20 janvier 2006

Grandir

Elle a dix-sept ans, sa peau est noire comme la nuit, le voile qui encadre son visage aussi. Elle est seule dans la salle d’attente depuis un moment, elle est arrivée quelques minutes avant la fermeture. Elle attend le résultat du test de grossesse qui vient sanctionner un mois de retard de règles.

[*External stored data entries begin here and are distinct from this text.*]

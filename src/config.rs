use std::fs::File;
use std::io::BufReader;
use std::path::{Path, PathBuf};

use serde::{Deserialize, Serialize};

use crate::error::{Result, SimulationError};
use crate::series::InvestmentType;

/// Upper bound on any sampled retirement length.
pub const MAX_RETIREMENT_YEARS: u32 = 99;

/// Inputs of one simulation run. Validate once with [`SimulationParameters::validate`];
/// the engine refuses to start otherwise.
#[derive(Debug, Clone, PartialEq, Eq, Serialize, Deserialize)]
#[serde(default)]
pub struct SimulationParameters {
    pub investment_type: InvestmentType,
    /// Portfolio value at retirement, whole currency units.
    pub start_value: i64,
    /// First-year withdrawal in today's money; inflation-adjusted afterwards.
    pub annual_withdrawal: i64,
    pub min_years: u32,
    pub mode_years: u32,
    pub max_years: u32,
    pub trial_count: usize,
    /// Fixed seed for reproducible runs. `None` draws one from OS entropy.
    pub seed: Option<u64>,
}

impl Default for SimulationParameters {
    fn default() -> Self {
        SimulationParameters::canonical()
    }
}

impl SimulationParameters {
    /// The calculator's stock scenario: bonds, 2M start, 80k/year, 18–25–40 years.
    pub fn canonical() -> Self {
        SimulationParameters {
            investment_type: InvestmentType::Bonds,
            start_value: 2_000_000,
            annual_withdrawal: 80_000,
            min_years: 18,
            mode_years: 25,
            max_years: 40,
            trial_count: 50_000,
            seed: None,
        }
    }

    /// Check ordering and range invariants. Fails fast on the first violation.
    pub fn validate(&self) -> Result<()> {
        let fail = |msg: String| Err(SimulationError::Configuration(msg));

        if self.start_value <= 0 {
            return fail(format!("start value must be positive, got {}", self.start_value));
        }
        if self.annual_withdrawal <= 0 {
            return fail(format!(
                "annual withdrawal must be positive, got {}",
                self.annual_withdrawal
            ));
        }
        if !(self.min_years < self.mode_years && self.mode_years < self.max_years) {
            return fail(format!(
                "retirement years must satisfy minimum < most likely < maximum, got {}-{}-{}",
                self.min_years, self.mode_years, self.max_years
            ));
        }
        if self.max_years > MAX_RETIREMENT_YEARS {
            return fail(format!(
                "maximum retirement years must not exceed {MAX_RETIREMENT_YEARS}, got {}",
                self.max_years
            ));
        }
        if self.trial_count == 0 {
            return fail("trial count must be positive".to_string());
        }
        Ok(())
    }

    /// Load parameters from a JSON file. Missing fields take canonical values.
    pub fn from_json_file(path: &Path) -> Result<Self> {
        let file = File::open(path).map_err(|source| SimulationError::Io {
            path: PathBuf::from(path),
            source,
        })?;
        Ok(serde_json::from_reader(BufReader::new(file))?)
    }
}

Plus tard, j’apprendrai qu’elle est venue jusqu’à la porte du Centre ce matin, mais qu’elle a rebroussé chemin, trop inquiète à l’idée de l’annonce d’une grossesse.

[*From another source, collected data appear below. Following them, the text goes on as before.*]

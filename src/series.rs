use std::fmt;
use std::fs::File;
use std::io::{BufRead, BufReader};
use std::path::{Path, PathBuf};
use std::str::FromStr;

use serde::{Deserialize, Serialize};
use tracing::debug;

use crate::analysis::round_decimal;
use crate::error::{Result, SimulationError};

/// Ordered annual rates in decimal form (0.08 = 8 %).
///
/// Lookups wrap around the end of the series, so a finite historical record
/// can back a retirement window of any length.
#[derive(Debug, Clone, PartialEq)]
pub struct RateSeries {
    rates: Vec<f64>,
}

pub type ReturnSeries = RateSeries;
pub type InflationSeries = RateSeries;

impl RateSeries {
    pub fn new(rates: Vec<f64>) -> Self {
        RateSeries { rates }
    }

    /// A series holding the same rate every year.
    pub fn constant(rate: f64, len: usize) -> Self {
        RateSeries { rates: vec![rate; len] }
    }

    pub fn len(&self) -> usize {
        self.rates.len()
    }

    pub fn is_empty(&self) -> bool {
        self.rates.is_empty()
    }

    pub fn as_slice(&self) -> &[f64] {
        &self.rates
    }

    /// Rate for `index`, taken modulo the series length. Panics on an empty series.
    pub fn rate_at(&self, index: usize) -> f64 {
        self.rates[index % self.rates.len()]
    }

    /// Fails with a data error naming `label` when the series is empty.
    pub fn ensure_non_empty(&self, label: &str) -> Result<()> {
        if self.rates.is_empty() {
            return Err(SimulationError::Data(format!("{label} series is empty")));
        }
        Ok(())
    }
}

/// Parse one percentage per line into decimal rates rounded to 5 places.
/// Blank lines are skipped.
pub fn parse_percent_series(reader: impl BufRead) -> Result<RateSeries> {
    let mut rates = Vec::new();
    for (line_no, line) in reader.lines().enumerate() {
        let line = line.map_err(|e| {
            SimulationError::Data(format!("error reading line {}: {e}", line_no + 1))
        })?;
        let trimmed = line.trim();
        if trimmed.is_empty() {
            continue;
        }
        let pct: f64 = trimmed.parse().map_err(|_| {
            SimulationError::Data(format!(
                "line {}: expected a percentage, found {trimmed:?}",
                line_no + 1
            ))
        })?;
        let rate = round_decimal(pct / 100.0, 5).map_err(|e| {
            SimulationError::Data(format!("line {}: cannot round {trimmed:?}: {e}", line_no + 1))
        })?;
        rates.push(rate);
    }
    Ok(RateSeries::new(rates))
}

/// Historical asset mixes a retirement can be invested in.
#[derive(Debug, Clone, Copy, PartialEq, Eq, Hash, Default, Serialize, Deserialize)]
#[serde(rename_all = "snake_case")]
pub enum InvestmentType {
    /// 10-year Treasury bond.
    #[default]
    Bonds,
    /// S&P 500.
    Stocks,
    /// 40 % S&P 500 / 50 % Treasury bond / 10 % cash.
    SbcBlend,
    /// 50 % S&P 500 / 50 % Treasury bond.
    SbBlend,
}

impl InvestmentType {
    pub const ALL: [InvestmentType; 4] = [
        InvestmentType::Bonds,
        InvestmentType::Stocks,
        InvestmentType::SbcBlend,
        InvestmentType::SbBlend,
    ];

    pub fn key(self) -> &'static str {
        match self {
            InvestmentType::Bonds => "bonds",
            InvestmentType::Stocks => "stocks",
            InvestmentType::SbcBlend => "sbc_blend",
            InvestmentType::SbBlend => "sb_blend",
        }
    }

    pub fn description(self) -> &'static str {
        match self {
            InvestmentType::Bonds => "10-yr Treasury Bond",
            InvestmentType::Stocks => "SP500",
            InvestmentType::SbcBlend => "40% SP500/50% Treasury Bond/10% cash",
            InvestmentType::SbBlend => "50% SP500/50% Treasury Bond",
        }
    }

    /// Historical returns file for this mix, in percent.
    pub fn file_name(self) -> &'static str {
        match self {
            InvestmentType::Bonds => "10-yr_tBond_returns_1926-2013_pct.txt",
            InvestmentType::Stocks => "SP500_returns_1926-2013_pct.txt",
            InvestmentType::SbcBlend => "S-B-C_blend_1926-2013_pct.txt",
            InvestmentType::SbBlend => "S-B_blend_1926-2013_pct.txt",
        }
    }
}

impl fmt::Display for InvestmentType {
    fn fmt(&self, f: &mut fmt::Formatter<'_>) -> fmt::Result {
        f.write_str(self.key())
    }
}

impl FromStr for InvestmentType {
    type Err = SimulationError;

    fn from_str(s: &str) -> Result<Self> {
        let wanted = s.trim().to_ascii_lowercase();
        InvestmentType::ALL
            .into_iter()
            .find(|t| t.key() == wanted)
            .ok_or_else(|| {
                SimulationError::Configuration(format!(
                    "unknown investment type {s:?} (expected bonds, stocks, sbc_blend or sb_blend)"
                ))
            })
    }
}

pub const INFLATION_FILE: &str = "annual_infl_rate_1926-2013_pct.txt";

/// Historical return series for every investment type plus the shared
/// inflation series. Loaded once, then only borrowed.
#[derive(Debug, Clone)]
pub struct SeriesRepository {
    bonds: ReturnSeries,
    stocks: ReturnSeries,
    sbc_blend: ReturnSeries,
    sb_blend: ReturnSeries,
    inflation: InflationSeries,
}

impl SeriesRepository {
    pub fn new(
        bonds: ReturnSeries,
        stocks: ReturnSeries,
        sbc_blend: ReturnSeries,
        sb_blend: ReturnSeries,
        inflation: InflationSeries,
    ) -> Self {
        SeriesRepository { bonds, stocks, sbc_blend, sb_blend, inflation }
    }

    /// Read all five percent files from `dir`.
    pub fn load(dir: &Path) -> Result<Self> {
        let read = |name: &str| -> Result<RateSeries> {
            let path = dir.join(name);
            let series = read_percent_file(&path)?;
            debug!(file = %path.display(), years = series.len(), "loaded rate series");
            Ok(series)
        };
        Ok(SeriesRepository {
            bonds: read(InvestmentType::Bonds.file_name())?,
            stocks: read(InvestmentType::Stocks.file_name())?,
            sbc_blend: read(InvestmentType::SbcBlend.file_name())?,
            sb_blend: read(InvestmentType::SbBlend.file_name())?,
            inflation: read(INFLATION_FILE)?,
        })
    }

    pub fn returns(&self, investment: InvestmentType) -> &ReturnSeries {
        match investment {
            InvestmentType::Bonds => &self.bonds,
            InvestmentType::Stocks => &self.stocks,
            InvestmentType::SbcBlend => &self.sbc_blend,
            InvestmentType::SbBlend => &self.sb_blend,
        }
    }

    pub fn inflation(&self) -> &InflationSeries {
        &self.inflation
    }
}

pub fn read_percent_file(path: &Path) -> Result<RateSeries> {
    let file = File::open(path).map_err(|source| SimulationError::Io {
        path: PathBuf::from(path),
        source,
    })?;
    parse_percent_series(BufReader::new(file)).map_err(|e| match e {
        SimulationError::Data(msg) => SimulationError::Data(format!("{}: {msg}", path.display())),
        other => other,
    })
}

#[cfg(test)]
mod tests {
    use std::io::Cursor;

    use super::*;

    #[test]
    fn percent_lines_become_rounded_decimals() {
        let input = "8.5\n-43.84\n\n  12.345678 \n";
        let series = parse_percent_series(Cursor::new(input)).unwrap();
        assert_eq!(series.as_slice(), &[0.085, -0.4384, 0.12346]);
    }

    #[test]
    fn rounding_uses_the_stored_decimal() {
        // 0.0245 / 100 and 0.1155 / 100 are stored just below the half.
        let series = parse_percent_series(Cursor::new("0.0245\n-0.1155\n")).unwrap();
        assert_eq!(series.as_slice(), &[0.00024, -0.00115]);
    }

    #[test]
    fn malformed_line_reports_line_number() {
        let err = parse_percent_series(Cursor::new("1.0\nabc\n")).unwrap_err();
        match err {
            SimulationError::Data(msg) => assert!(msg.contains("line 2"), "{msg}"),
            other => panic!("expected data error, got {other:?}"),
        }
    }

    #[test]
    fn rate_at_wraps_around() {
        let series = RateSeries::new(vec![0.1, 0.2, 0.3]);
        assert_eq!(series.rate_at(0), 0.1);
        assert_eq!(series.rate_at(3), 0.1);
        assert_eq!(series.rate_at(7), 0.2);
    }

    #[test]
    fn empty_series_is_a_data_error() {
        let err = RateSeries::new(vec![]).ensure_non_empty("inflation").unwrap_err();
        assert!(matches!(err, SimulationError::Data(ref m) if m.contains("inflation")));
    }

    #[test]
    fn investment_type_parses_case_insensitively() {
        assert_eq!("SBC_Blend".parse::<InvestmentType>().unwrap(), InvestmentType::SbcBlend);
        assert_eq!(" stocks ".parse::<InvestmentType>().unwrap(), InvestmentType::Stocks);
        assert!(matches!(
            "gold".parse::<InvestmentType>(),
            Err(SimulationError::Configuration(_))
        ));
    }

    #[test]
    fn repository_selects_series_by_type() {
        let repo = SeriesRepository::new(
            RateSeries::constant(0.01, 1),
            RateSeries::constant(0.02, 1),
            RateSeries::constant(0.03, 1),
            RateSeries::constant(0.04, 1),
            RateSeries::constant(0.05, 1),
        );
        assert_eq!(repo.returns(InvestmentType::Stocks).rate_at(0), 0.02);
        assert_eq!(repo.returns(InvestmentType::SbBlend).rate_at(0), 0.04);
        assert_eq!(repo.inflation().rate_at(0), 0.05);
    }

    #[test]
    fn missing_directory_is_an_io_error() {
        let err = SeriesRepository::load(Path::new("/nonexistent/nestegg-data")).unwrap_err();
        match err {
            SimulationError::Io { path, .. } => {
                assert!(path.ends_with(InvestmentType::Bonds.file_name()))
            }
            other => panic!("expected io error, got {other:?}"),
        }
    }
}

Quand je la reçois pour la rassurer – test négatif – je la vois se détendre et sourire – un sourire de très jeune fille un peu embué cependant, le regard est ailleurs – que se passe-t-il derrière ce ravissant visage ?

Je souligne, qu’elle peut être à la fois infiniment soulagée, et dans le même mouvement un peu déçue peut-être – que ce mois d’attente et d’inquiétude a peut-être été aussi le temps dont elle avait besoin pour rêver à un bébé possible, ou encore le temps nécessaire pour grandir un peu, découvrir les implications d’une sexualité encore toute nouvelle pour elle – que les humains sont ainsi, pas toujours logiques, surtout quand il s’agit d’histoires d’amour.

Son visage s’éclaire, elle se lance, s’autorise à dire, à quel point elle a eu peur, l’excès d’émotions engendré par la découverte simultanée de cette identité de femme en devenir – « Ca fait peur, de grandir ! » - et le risque pris d’une éventuelle maternité, les questions qui ont tournoyé dans son esprit depuis un mois. Je dis, oui, nous vivons dans un monde qui fait comme si tout cela allait de soi, et bien sûr qu’on a peur, quand il s’agit de traverser pour la première fois toutes ces questions auxquelles même adultes, nous n’aurons jamais fini de répondre.

Et, parce que l’heure de la fermeture est largement dépassée, je lui propose de revenir peut-être dans quelques jours poser toutes ces questions si naturelles, mais pour lesquelles il n’est pas tant de lieux d’accueil – et elle acquiesce, s’en va d’un pas léger.